Le gouverneur accusé de faiblesse en cette occasion était le vice-roi lord Mayo, qui a été assassiné le 8 février pendant une visite qu’il faisait au pénitencier des îles Andaman. C’était un homme plein de bonnes intentions, qui ne brillait point par ses capacités. Sous son premier nom de lord Naas, il avait fait partie du cabinet Disraeli, comme secrétaire d’état pour l’Irlande ; pour se débarrasser de lui, on l’envoya dans l’Inde, quand la mort de son père l’eut fait comte Mayo. Sa nomination fut si mal accueillie par l’opinion publique, qu’à peine parti on voulut le rappeler ; mais il était déjà hors de la portée du télégraphe.
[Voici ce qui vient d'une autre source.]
//! # sf-fingerprint
//!
//! Landmark-based audio fingerprinting for offset estimation.
//!
//! ## Pipeline
//!
//! ```text
//! waveform ─► windowed |DFT| ─► per-box top-N peaks ─► bin → [window, ...]
//!                                                          │
//!          reference summary ─────────────────────────────►├─► delay histogram ─► best delay
//! ```
//!
//! ## Example
//!
//! ```rust,ignore
//! use sf_fingerprint::{estimate_delay, FingerprintConfig, SummaryBuilder};
//!
//! let config = FingerprintConfig::default();
//! let builder = SummaryBuilder::new(&config)?;
//! let reference = builder.build(&ref_wave.samples)?;
//! let sample = builder.build(&other_wave.samples)?;
//!
//! let seconds = estimate_delay(&reference, &sample, config.fft_bin_size, 48000)?;
//! ```

pub mod config;
pub mod delay;
pub mod summary;

pub use config::FingerprintConfig;
pub use delay::{estimate_delay, find_delay, DelayEstimate, DelayHistogram};
pub use summary::{build_summary, FrequencyTransitionSummary, SummaryBuilder};

use thiserror::Error;

/// Errors that can occur while fingerprinting or matching
#[derive(Error, Debug)]
pub enum FingerprintError {
    #[error(
        "No matching landmarks between the recordings. Consider a larger \
         max_misalignment if the media are sure to capture the same event"
    )]
    NoMatch,

    #[error("Invalid fingerprint configuration: {0}")]
    InvalidConfig(String),

    #[error("FFT error: {0}")]
    Fft(String),
}

pub type FingerprintResult<T> = std::result::Result<T, FingerprintError>;
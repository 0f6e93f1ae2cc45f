//! Histogram voting over shared landmarks

use crate::summary::FrequencyTransitionSummary;
use crate::{FingerprintError, FingerprintResult};
use serde::{Deserialize, Serialize};
use std::cmp::Reverse;
use std::collections::BTreeMap;

/// Vote count per candidate delay (in window units)
#[derive(Debug, Clone, Default, PartialEq, Eq)]
pub struct DelayHistogram {
    votes: BTreeMap<i64, u64>,
}

impl DelayHistogram {
    pub fn new() -> Self {
        Self::default()
    }

    /// Add one vote for `delay`
    pub fn vote(&mut self, delay: i64) {
        *self.votes.entry(delay).or_insert(0) += 1;
    }

    /// Votes cast for `delay`
    pub fn votes(&self, delay: i64) -> u64 {
        self.votes.get(&delay).copied().unwrap_or(0)
    }

    /// Total number of votes cast
    pub fn total_votes(&self) -> u64 {
        self.votes.values().sum()
    }

    /// Number of distinct candidate delays
    pub fn len(&self) -> usize {
        self.votes.len()
    }

    pub fn is_empty(&self) -> bool {
        self.votes.is_empty()
    }

    /// Candidates in ascending delay order
    pub fn iter(&self) -> impl Iterator<Item = (i64, u64)> + '_ {
        self.votes.iter().map(|(&delay, &count)| (delay, count))
    }

    /// Most voted delay and its count.
    ///
    /// Ties go to the delay closest to zero, then to the negative one.
    pub fn winner(&self) -> Option<(i64, u64)> {
        self.iter()
            .max_by_key(|&(delay, count)| (count, Reverse(delay.unsigned_abs()), Reverse(delay)))
    }

    /// Vote count of the best candidate other than the winner
    pub fn runner_up_votes(&self) -> u64 {
        let Some((best, _)) = self.winner() else {
            return 0;
        };
        self.iter()
            .filter(|&(delay, _)| delay != best)
            .map(|(_, count)| count)
            .max()
            .unwrap_or(0)
    }
}

/// Outcome of comparing two summaries
#[derive(Debug, Clone, Copy, PartialEq, Eq, Serialize, Deserialize)]
pub struct DelayEstimate {
    /// Winning `sample - reference` offset in window units
    pub delay_windows: i64,

    /// Votes for the winning delay
    pub votes: u64,

    /// Votes for the strongest competing delay
    pub runner_up_votes: u64,

    /// Frequency bins present in both summaries
    pub shared_bins: usize,
}

impl DelayEstimate {
    /// Convert the window offset to seconds
    pub fn seconds(&self, fft_bin_size: usize, sample_rate: u32) -> f64 {
        let windows_per_second = sample_rate as f64 / fft_bin_size as f64;
        self.delay_windows as f64 / windows_per_second
    }
}

/// Vote every (sample, reference) landmark pair of each shared bin
pub fn delay_histogram(
    reference: &FrequencyTransitionSummary,
    sample: &FrequencyTransitionSummary,
) -> FingerprintResult<(DelayHistogram, usize)> {
    let mut histogram = DelayHistogram::new();
    let mut shared = 0;

    for bin in reference.shared_bins(sample) {
        shared += 1;
        for &sample_window in sample.windows(bin) {
            for &reference_window in reference.windows(bin) {
                histogram.vote(sample_window as i64 - reference_window as i64);
            }
        }
    }

    if shared == 0 {
        return Err(FingerprintError::NoMatch);
    }
    Ok((histogram, shared))
}

/// Find the most supported delay of `sample` relative to `reference`
pub fn find_delay(
    reference: &FrequencyTransitionSummary,
    sample: &FrequencyTransitionSummary,
) -> FingerprintResult<DelayEstimate> {
    let (histogram, shared_bins) = delay_histogram(reference, sample)?;
    let (delay_windows, votes) = histogram.winner().ok_or(FingerprintError::NoMatch)?;

    Ok(DelayEstimate {
        delay_windows,
        votes,
        runner_up_votes: histogram.runner_up_votes(),
        shared_bins,
    })
}

/// Delay of `sample` relative to `reference` in seconds.
///
/// Positive when the sample lags the reference, i.e. a shared event
/// occurs later in the sample's timeline.
pub fn estimate_delay(
    reference: &FrequencyTransitionSummary,
    sample: &FrequencyTransitionSummary,
    fft_bin_size: usize,
    sample_rate: u32,
) -> FingerprintResult<f64> {
    Ok(find_delay(reference, sample)?.seconds(fft_bin_size, sample_rate))
}

#[cfg(test)]
mod tests {
    use super::*;
    use approx::assert_relative_eq;

    fn summary(points: &[(usize, usize)]) -> FrequencyTransitionSummary {
        points.iter().copied().collect()
    }

    #[test]
    fn test_consistent_shift_wins() {
        let reference = summary(&[(5, 10), (5, 20), (7, 30), (9, 2)]);
        let sample = summary(&[(5, 13), (5, 23), (7, 33), (11, 4)]);

        let estimate = find_delay(&reference, &sample).unwrap();
        assert_eq!(estimate.delay_windows, 3);
        assert_eq!(estimate.votes, 3);
        assert_eq!(estimate.shared_bins, 2);

        let seconds = estimate_delay(&reference, &sample, 1024, 8192).unwrap();
        assert_relative_eq!(seconds, 0.375);
    }

    #[test]
    fn test_negative_delay() {
        let reference = summary(&[(1, 50), (2, 60)]);
        let sample = summary(&[(1, 40), (2, 50)]);

        let seconds = estimate_delay(&reference, &sample, 1024, 48000).unwrap();
        assert_relative_eq!(seconds, -10.0 * 1024.0 / 48000.0);
    }

    #[test]
    fn test_no_shared_bins() {
        let reference = summary(&[(1, 0), (2, 1)]);
        let sample = summary(&[(3, 0), (4, 1)]);

        assert!(matches!(
            find_delay(&reference, &sample),
            Err(FingerprintError::NoMatch)
        ));
        assert!(matches!(
            find_delay(&FrequencyTransitionSummary::new(), &sample),
            Err(FingerprintError::NoMatch)
        ));
    }

    #[test]
    fn test_histogram_counts_all_pairs() {
        let reference = summary(&[(4, 0), (4, 5)]);
        let sample = summary(&[(4, 2), (4, 7), (4, 9)]);

        let (histogram, shared) = delay_histogram(&reference, &sample).unwrap();
        assert_eq!(shared, 1);
        assert_eq!(histogram.total_votes(), 6);
        assert_eq!(histogram.votes(2), 2);
        assert_eq!(histogram.votes(-3), 1);
        assert_eq!(histogram.votes(7), 1);
        assert_eq!(histogram.votes(9), 1);
        assert_eq!(histogram.votes(4), 1);
        assert_eq!(histogram.winner(), Some((2, 2)));
        assert_eq!(histogram.runner_up_votes(), 1);
    }

    #[test]
    fn test_tie_prefers_smallest_magnitude() {
        let mut histogram = DelayHistogram::new();
        histogram.vote(3);
        histogram.vote(-1);
        histogram.vote(7);
        assert_eq!(histogram.winner(), Some((-1, 1)));
    }

    #[test]
    fn test_tie_prefers_negative_on_equal_magnitude() {
        let reference = summary(&[(1, 10), (2, 10)]);
        let sample = summary(&[(1, 12), (2, 8)]);

        let estimate = find_delay(&reference, &sample).unwrap();
        assert_eq!(estimate.delay_windows, -2);
        assert_eq!(estimate.runner_up_votes, 1);
    }

    #[test]
    fn test_empty_histogram_has_no_winner() {
        let histogram = DelayHistogram::new();
        assert!(histogram.is_empty());
        assert_eq!(histogram.winner(), None);
        assert_eq!(histogram.runner_up_votes(), 0);
    }
}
Il débarqua donc dans son royaume par la fatalité du sort ; il faut dire qu’il réussit à s’y rendre populaire. On en a la preuve dans la consternation que la nouvelle de sa fin tragique a produite à Bombay et à Calcutta, Le meurtrier est un forçat natif de Caboul, qui jouissait d’une certaine liberté qu’il avait méritée par sa bonne conduite. Son crime paraît avoir été inspiré par le fanatisme religieux. Il s’est précipité sur le vice-roi au moment où ce dernier allait s’embarquer pour quitter l’île, et lui a porté deux coups de couteau au défaut de l’épaule ; lord Mayo a succombé pendant qu’on le transportait à bord de son vaisseau. Ses funérailles ont eu lieu à Calcutta le 17 février. Il a été provisoirement remplacé par M. John Strachey, en attendant que lord Napier pût prendre l’intérim comme étant le plus ancien gouverneur de province. Le successeur définitif du vice-roi sera lord Northbrook, sous-secrétaire d’état à la guerre. Quoique jeune encore, il possède une connaissance approfondie des affaires par une pratique administrative de vingt-cinq ans.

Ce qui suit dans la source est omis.